What You Should Know About Earthquakes

An earthquake is a shifting of the earth's plates, which results in a sudden mild-to-strong shaking of the ground. The shaking may be sideways, up and down, or wave-like, and can occur over very large regions. Earthquakes can last from a few seconds to several minutes and usually start with a rumbling noise that can be low in volume or as loud as a freight train. Earthquakes occur suddenly and unpredictably.

Earthquakes are measured on two scales. The Richter scale measures the amount of energy released by an earthquake; the Modified Mercalli scale measures the amount of damage and destruction of the earthquake. Click here to see a comparison of the Richter and Mercalli Scales.

Earthquakes may result in extensive damage to communities, including collapsing schools, homes, bridges, dams, highways, and even tall buildings. Breaks in gas and power lines can cause fires and breaks in water pipes can make it difficult for fires to be put out. Sewage pipe breaks can result in disease in the following days and weeks. Approximately seventy earthquakes occur around the world every year, but only a few cause extreme damage, destruction, injury, and death.

Most earthquake injuries result from falls or being hit by collapsing walls, flying glass, or shifting objects. People can be injured or killed by being trapped in a collapsed building or severely burned in a fire. Injuries to the head, neck, or chest are usually the most severe.

Earthquake aftershocks are common. Over time, aftershocks generally become less strong and less frequent, but they can cause more damage and injury than the original jolt, and can occur for months following the original earthquake.

Impact on Children and Families

Because earthquakes are unexpected and can be very destructive, being in one can be terrifying.
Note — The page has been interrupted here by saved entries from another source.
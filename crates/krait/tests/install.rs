//! End to end flows: a local http channel, a real solve, and a real install
//! into a temporary prefix.

use std::{
    future::IntoFuture,
    io::Write,
    net::SocketAddr,
    path::{Path, PathBuf},
    str::FromStr,
};

use krait::{install::Transaction, Installer, Prefix};
use krait_cache::{MultiPackageCache, VerificationPolicy};
use krait_conda_types::{Channel, MatchSpec, Platform, PrefixRecord, RepoDataRecord};
use krait_networking::InterruptFlag;
use krait_repodata::{fetch::FetchRepoDataOptions, load_channels};
use krait_solve::{resolve, RepoSource, SolverTask};
use tower_http::services::ServeDir;

/// One file of a test package.
struct PackageFileSpec {
    path: &'static str,
    content: Vec<u8>,
    executable: bool,
}

fn file(path: &'static str, content: &str) -> PackageFileSpec {
    PackageFileSpec {
        path,
        content: content.as_bytes().to_vec(),
        executable: false,
    }
}

fn script(path: &'static str, content: &str) -> PackageFileSpec {
    PackageFileSpec {
        path,
        content: content.as_bytes().to_vec(),
        executable: true,
    }
}

/// Builds a `.tar.bz2` conda package and returns (archive bytes, sha256 hex,
/// size).
fn build_package(
    name: &str,
    version: &str,
    depends: &[&str],
    files: &[PackageFileSpec],
) -> (Vec<u8>, String, u64) {
    let mut entries: Vec<(String, Vec<u8>, u32)> = Vec::new();

    let index_json = format!(
        r#"{{"name": "{name}", "version": "{version}", "build": "0", "build_number": 0,
            "subdir": "noarch", "depends": [{depends}]}}"#,
        depends = depends
            .iter()
            .map(|d| format!("\"{d}\""))
            .collect::<Vec<_>>()
            .join(", ")
    );
    entries.push(("info/index.json".to_owned(), index_json.into_bytes(), 0o644));

    let paths: Vec<String> = files
        .iter()
        .map(|f| {
            let digest =
                krait_digest::compute_bytes_digest::<krait_digest::Sha256>(&f.content);
            format!(
                r#"{{"_path": "{}", "path_type": "hardlink", "sha256": "{digest:x}", "size_in_bytes": {}}}"#,
                f.path,
                f.content.len()
            )
        })
        .collect();
    let paths_json = format!(
        r#"{{"paths_version": 1, "paths": [{}]}}"#,
        paths.join(", ")
    );
    entries.push(("info/paths.json".to_owned(), paths_json.into_bytes(), 0o644));

    for f in files {
        entries.push((
            f.path.to_owned(),
            f.content.clone(),
            if f.executable { 0o755 } else { 0o644 },
        ));
    }

    let mut encoder = bzip2::write::BzEncoder::new(Vec::new(), bzip2::Compression::default());
    {
        let mut builder = tar::Builder::new(&mut encoder);
        for (path, content, mode) in &entries {
            let mut header = tar::Header::new_gnu();
            header.set_size(content.len() as u64);
            header.set_mode(*mode);
            header.set_cksum();
            builder
                .append_data(&mut header, path, content.as_slice())
                .unwrap();
        }
        builder.finish().unwrap();
    }
    encoder.flush().unwrap();
    let bytes = encoder.finish().unwrap();

    let sha = krait_digest::compute_bytes_digest::<krait_digest::Sha256>(&bytes);
    let size = bytes.len() as u64;
    (bytes, format!("{sha:x}"), size)
}

struct TestChannel {
    root: tempfile::TempDir,
    records: Vec<String>,
}

impl TestChannel {
    fn new() -> Self {
        let root = tempfile::tempdir().unwrap();
        fs_err::create_dir_all(root.path().join("noarch")).unwrap();
        Self {
            root,
            records: Vec::new(),
        }
    }

    fn add_package(
        &mut self,
        name: &str,
        version: &str,
        depends: &[&str],
        files: &[PackageFileSpec],
    ) {
        self.add_package_with_sha(name, version, depends, files, None);
    }

    /// Adds a package, optionally lying about its sha256.
    fn add_package_with_sha(
        &mut self,
        name: &str,
        version: &str,
        depends: &[&str],
        files: &[PackageFileSpec],
        sha_override: Option<&str>,
    ) {
        let (bytes, sha, size) = build_package(name, version, depends, files);
        let file_name = format!("{name}-{version}-0.tar.bz2");
        fs_err::write(self.root.path().join("noarch").join(&file_name), bytes).unwrap();

        let depends_json = depends
            .iter()
            .map(|d| format!("\"{d}\""))
            .collect::<Vec<_>>()
            .join(", ");
        let sha = sha_override.unwrap_or(&sha);
        self.records.push(format!(
            r#""{file_name}": {{"build": "0", "build_number": 0, "depends": [{depends_json}],
               "name": "{name}", "sha256": "{sha}", "size": {size}, "subdir": "noarch",
               "version": "{version}"}}"#
        ));
    }

    fn write_repodata(&self) {
        let repodata = format!(
            r#"{{"info": {{"subdir": "noarch"}}, "packages": {{{}}}}}"#,
            self.records.join(", ")
        );
        fs_err::write(self.root.path().join("noarch/repodata.json"), repodata).unwrap();
    }

    async fn serve(&self) -> url::Url {
        let service = axum::routing::get_service(ServeDir::new(self.root.path().to_path_buf()));
        let app = axum::Router::new().fallback_service(service);
        let listener = tokio::net::TcpListener::bind(SocketAddr::from(([127, 0, 0, 1], 0)))
            .await
            .unwrap();
        let addr = listener.local_addr().unwrap();
        tokio::spawn(axum::serve(listener, app).into_future());
        url::Url::parse(&format!("http://127.0.0.1:{}/", addr.port())).unwrap()
    }
}

/// Loads the channel, solves the given specs against the prefix contents and
/// returns the transaction plus the records of the desired state.
async fn plan(
    channel_url: url::Url,
    cache_dir: &Path,
    prefix: &Prefix,
    specs: &[&str],
) -> Transaction<PrefixRecord, RepoDataRecord> {
    let channel = Channel::from_url(channel_url);
    let (snapshots, failures) = load_channels(
        &[channel],
        Platform::Linux64,
        &krait_networking::default_client(),
        cache_dir,
        &FetchRepoDataOptions::default(),
        &InterruptFlag::new(),
    )
    .await;
    assert!(failures.len() <= 1, "only the missing linux-64 subdir may fail");

    let installed = prefix.installed_packages().unwrap();
    let installed_records: Vec<RepoDataRecord> = installed
        .iter()
        .map(|r| r.repodata_record.clone())
        .collect();

    let mut task = SolverTask::new(
        snapshots
            .iter()
            .map(|s| RepoSource {
                records: &s.records,
                channel_priority: 0,
            })
            .collect(),
        &installed_records,
    );
    task.specs = specs.iter().map(|s| s.parse().unwrap()).collect();
    let desired: Vec<RepoDataRecord> = resolve(task).unwrap().into_iter().cloned().collect();

    Transaction::from_current_and_desired(installed, desired, Platform::Linux64).unwrap()
}

fn installer(cache_dir: &Path) -> Installer {
    Installer::new()
        .with_download_client(krait_networking::default_client())
        .with_package_cache(MultiPackageCache::new(
            vec![cache_dir.join("pkgs")],
            VerificationPolicy::Strict,
        ))
}

/// Collects every file in a directory tree, relative to the root.
fn tree(root: &Path) -> Vec<PathBuf> {
    fn walk(root: &Path, dir: &Path, acc: &mut Vec<PathBuf>) {
        for entry in fs_err::read_dir(dir).unwrap() {
            let path = entry.unwrap().path();
            if path.is_dir() {
                walk(root, &path, acc);
            } else {
                acc.push(path.strip_prefix(root).unwrap().to_path_buf());
            }
        }
    }
    let mut acc = Vec::new();
    walk(root, root, &mut acc);
    acc.sort();
    acc
}

#[tokio::test]
async fn single_install_fresh_cache() {
    let mut channel = TestChannel::new();
    channel.add_package(
        "pkgb",
        "2.1",
        &[],
        &[file("lib/pkgb/data.txt", "pkgb payload")],
    );
    channel.add_package(
        "pkga",
        "1.0",
        &["pkgb 2.*"],
        &[file("lib/pkga/data.txt", "pkga payload")],
    );
    channel.write_repodata();
    let url = channel.serve().await;

    let workspace = tempfile::tempdir().unwrap();
    let prefix = Prefix::create(workspace.path().join("env")).unwrap();

    let transaction = plan(url, workspace.path(), &prefix, &["pkga"]).await;
    assert_eq!(transaction.operations.len(), 2);

    installer(workspace.path())
        .with_requested_specs(vec![MatchSpec::from_str("pkga").unwrap()])
        .with_command("install pkga")
        .execute(&prefix, transaction)
        .await
        .unwrap();

    // Both packages are installed: two conda-meta records and the payloads.
    let installed = prefix.installed_packages().unwrap();
    assert_eq!(installed.len(), 2);
    assert!(prefix.path().join("lib/pkga/data.txt").is_file());
    assert!(prefix.path().join("lib/pkgb/data.txt").is_file());

    // The explicitly requested spec is recorded on its package.
    let pkga = installed
        .iter()
        .find(|r| r.repodata_record.package_record.name.as_normalized() == "pkga")
        .unwrap();
    assert_eq!(pkga.requested_spec.as_deref(), Some("pkga"));

    // The pipeline downloaded exactly the two archives.
    let cache = workspace.path().join("pkgs");
    assert!(cache.join("pkga-1.0-0.tar.bz2").is_file());
    assert!(cache.join("pkgb-2.1-0.tar.bz2").is_file());

    // The history log recorded the transaction.
    let history = fs_err::read_to_string(prefix.conda_meta_path().join("history")).unwrap();
    assert!(history.contains("+pkga-1.0-0"));
    assert!(history.contains("+pkgb-2.1-0"));
    assert!(history.contains("# cmd: install pkga"));
}

#[tokio::test]
async fn transaction_and_inverse_restore_the_prefix() {
    let mut channel = TestChannel::new();
    channel.add_package("pkgb", "2.1", &[], &[file("lib/pkgb/data.txt", "b")]);
    channel.add_package("pkga", "1.0", &["pkgb 2.*"], &[file("lib/pkga/data.txt", "a")]);
    channel.write_repodata();
    let url = channel.serve().await;

    let workspace = tempfile::tempdir().unwrap();
    let prefix = Prefix::create(workspace.path().join("env")).unwrap();
    let initial_tree = tree(prefix.path());

    // Forward: install.
    let transaction = plan(url.clone(), workspace.path(), &prefix, &["pkga"]).await;
    installer(workspace.path())
        .execute(&prefix, transaction)
        .await
        .unwrap();
    assert_eq!(prefix.installed_packages().unwrap().len(), 2);

    // Inverse: remove everything that was installed.
    let installed = prefix.installed_packages().unwrap();
    let inverse =
        Transaction::from_current_and_desired(installed, Vec::<RepoDataRecord>::new(), Platform::Linux64)
            .unwrap();
    installer(workspace.path())
        .execute(&prefix, inverse)
        .await
        .unwrap();

    assert!(prefix.installed_packages().unwrap().is_empty());
    // Modulo the history log the prefix is back to its initial file set.
    let final_tree: Vec<PathBuf> = tree(prefix.path())
        .into_iter()
        .filter(|p| {
            p != Path::new("conda-meta/history") && p != Path::new("conda-meta/krait.lock")
        })
        .collect();
    assert_eq!(final_tree, initial_tree);
}

#[tokio::test]
async fn checksum_mismatch_fails_without_touching_the_prefix() {
    let mut channel = TestChannel::new();
    channel.add_package_with_sha(
        "pkga",
        "1.0",
        &[],
        &[file("lib/pkga/data.txt", "payload")],
        Some("0000000000000000000000000000000000000000000000000000000000000000"),
    );
    channel.write_repodata();
    let url = channel.serve().await;

    let workspace = tempfile::tempdir().unwrap();
    let prefix = Prefix::create(workspace.path().join("env")).unwrap();

    let transaction = plan(url, workspace.path(), &prefix, &["pkga"]).await;
    let error = installer(workspace.path())
        .execute(&prefix, transaction)
        .await
        .unwrap_err();

    // Download/extract failures map to exit code 5 and the prefix stays
    // untouched.
    assert_eq!(error.exit_code().0, 5);
    assert!(prefix.installed_packages().unwrap().is_empty());
    assert!(!prefix.path().join("lib").exists());
    // The corrupt artifact was deleted from the cache.
    assert!(!workspace.path().join("pkgs/pkga-1.0-0.tar.bz2").exists());
}

#[tokio::test]
async fn failing_post_link_script_rolls_back() {
    let mut channel = TestChannel::new();
    channel.add_package(
        "badpkg",
        "1.0",
        &[],
        &[
            file("lib/badpkg/data.txt", "payload"),
            script("bin/.badpkg-post-link.sh", "#!/bin/sh\nexit 1\n"),
        ],
    );
    channel.write_repodata();
    let url = channel.serve().await;

    let workspace = tempfile::tempdir().unwrap();
    let prefix = Prefix::create(workspace.path().join("env")).unwrap();

    let transaction = plan(url, workspace.path(), &prefix, &["badpkg"]).await;
    let error = installer(workspace.path())
        .with_execute_link_scripts(true)
        .execute(&prefix, transaction)
        .await
        .unwrap_err();
    assert_eq!(error.exit_code().0, 1);

    // The rollback removed everything the transaction had already linked.
    assert!(prefix.installed_packages().unwrap().is_empty());
    assert!(!prefix.path().join("lib").exists());
    assert!(!prefix.path().join("bin").exists());
}

#[tokio::test]
async fn reinstalling_from_a_warm_cache_downloads_nothing() {
    let mut channel = TestChannel::new();
    channel.add_package("pkga", "1.0", &[], &[file("lib/pkga/data.txt", "payload")]);
    channel.write_repodata();
    let url = channel.serve().await;

    let workspace = tempfile::tempdir().unwrap();
    let prefix_a = Prefix::create(workspace.path().join("env-a")).unwrap();
    let prefix_b = Prefix::create(workspace.path().join("env-b")).unwrap();

    let transaction = plan(url.clone(), workspace.path(), &prefix_a, &["pkga"]).await;
    installer(workspace.path())
        .execute(&prefix_a, transaction)
        .await
        .unwrap();

    // Poison the served archive; a second install must come from the cache.
    fs_err::write(
        channel.root.path().join("noarch/pkga-1.0-0.tar.bz2"),
        "garbage",
    )
    .unwrap();

    let transaction = plan(url, workspace.path(), &prefix_b, &["pkga"]).await;
    installer(workspace.path())
        .execute(&prefix_b, transaction)
        .await
        .unwrap();
    assert!(prefix_b.path().join("lib/pkga/data.txt").is_file());
}
//! Extraction of archives from files on disk.

use std::{fs::File, path::Path};

use krait_conda_types::package::ArchiveType;

use crate::{ExtractError, ExtractResult};

/// Extracts a `.tar.bz2` archive at the given path to a directory.
pub fn extract_tar_bz2(archive: &Path, destination: &Path) -> Result<ExtractResult, ExtractError> {
    let file = File::open(archive)?;
    crate::read::extract_tar_bz2(file, destination)
}

/// Extracts a `.conda` archive at the given path to a directory.
pub fn extract_conda(archive: &Path, destination: &Path) -> Result<ExtractResult, ExtractError> {
    let file = File::open(archive)?;
    crate::read::extract_conda(file, destination)
}

/// Extracts an archive at the given path to a directory; the archive format
/// is determined from the file extension.
pub fn extract(archive: &Path, destination: &Path) -> Result<ExtractResult, ExtractError> {
    match ArchiveType::try_from(archive).ok_or(ExtractError::UnsupportedArchiveType)? {
        ArchiveType::TarBz2 => extract_tar_bz2(archive, destination),
        ArchiveType::Conda => extract_conda(archive, destination),
    }
}

#[cfg(test)]
mod test {
    use assert_matches::assert_matches;

    use crate::{test_utils::build_tar_bz2, ExtractError};

    #[test]
    fn extension_dispatch() {
        let dir = tempfile::tempdir().unwrap();
        let archive = dir.path().join("pkg-1.0-0.tar.bz2");
        std::fs::write(&archive, build_tar_bz2(&[("info/index.json", b"{}")])).unwrap();

        let out = dir.path().join("out");
        super::extract(&archive, &out).unwrap();
        assert!(out.join("info/index.json").is_file());

        let bogus = dir.path().join("pkg-1.0-0.zip");
        std::fs::write(&bogus, b"?").unwrap();
        assert_matches!(
            super::extract(&bogus, &out),
            Err(ExtractError::UnsupportedArchiveType)
        );
    }
}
People fear they will be injured or killed. They may be separated from family, with hours passing before knowing if their loved ones are safe. They may see collapsed buildings or other destruction and experience the horror of seeing severely injured people or even dead bodies. As they assess the damage, people may find that a relative or close friend has been killed or that their home has been destroyed. Earthquakes are particularly difficult physically and emotionally for people who are disabled or have special needs.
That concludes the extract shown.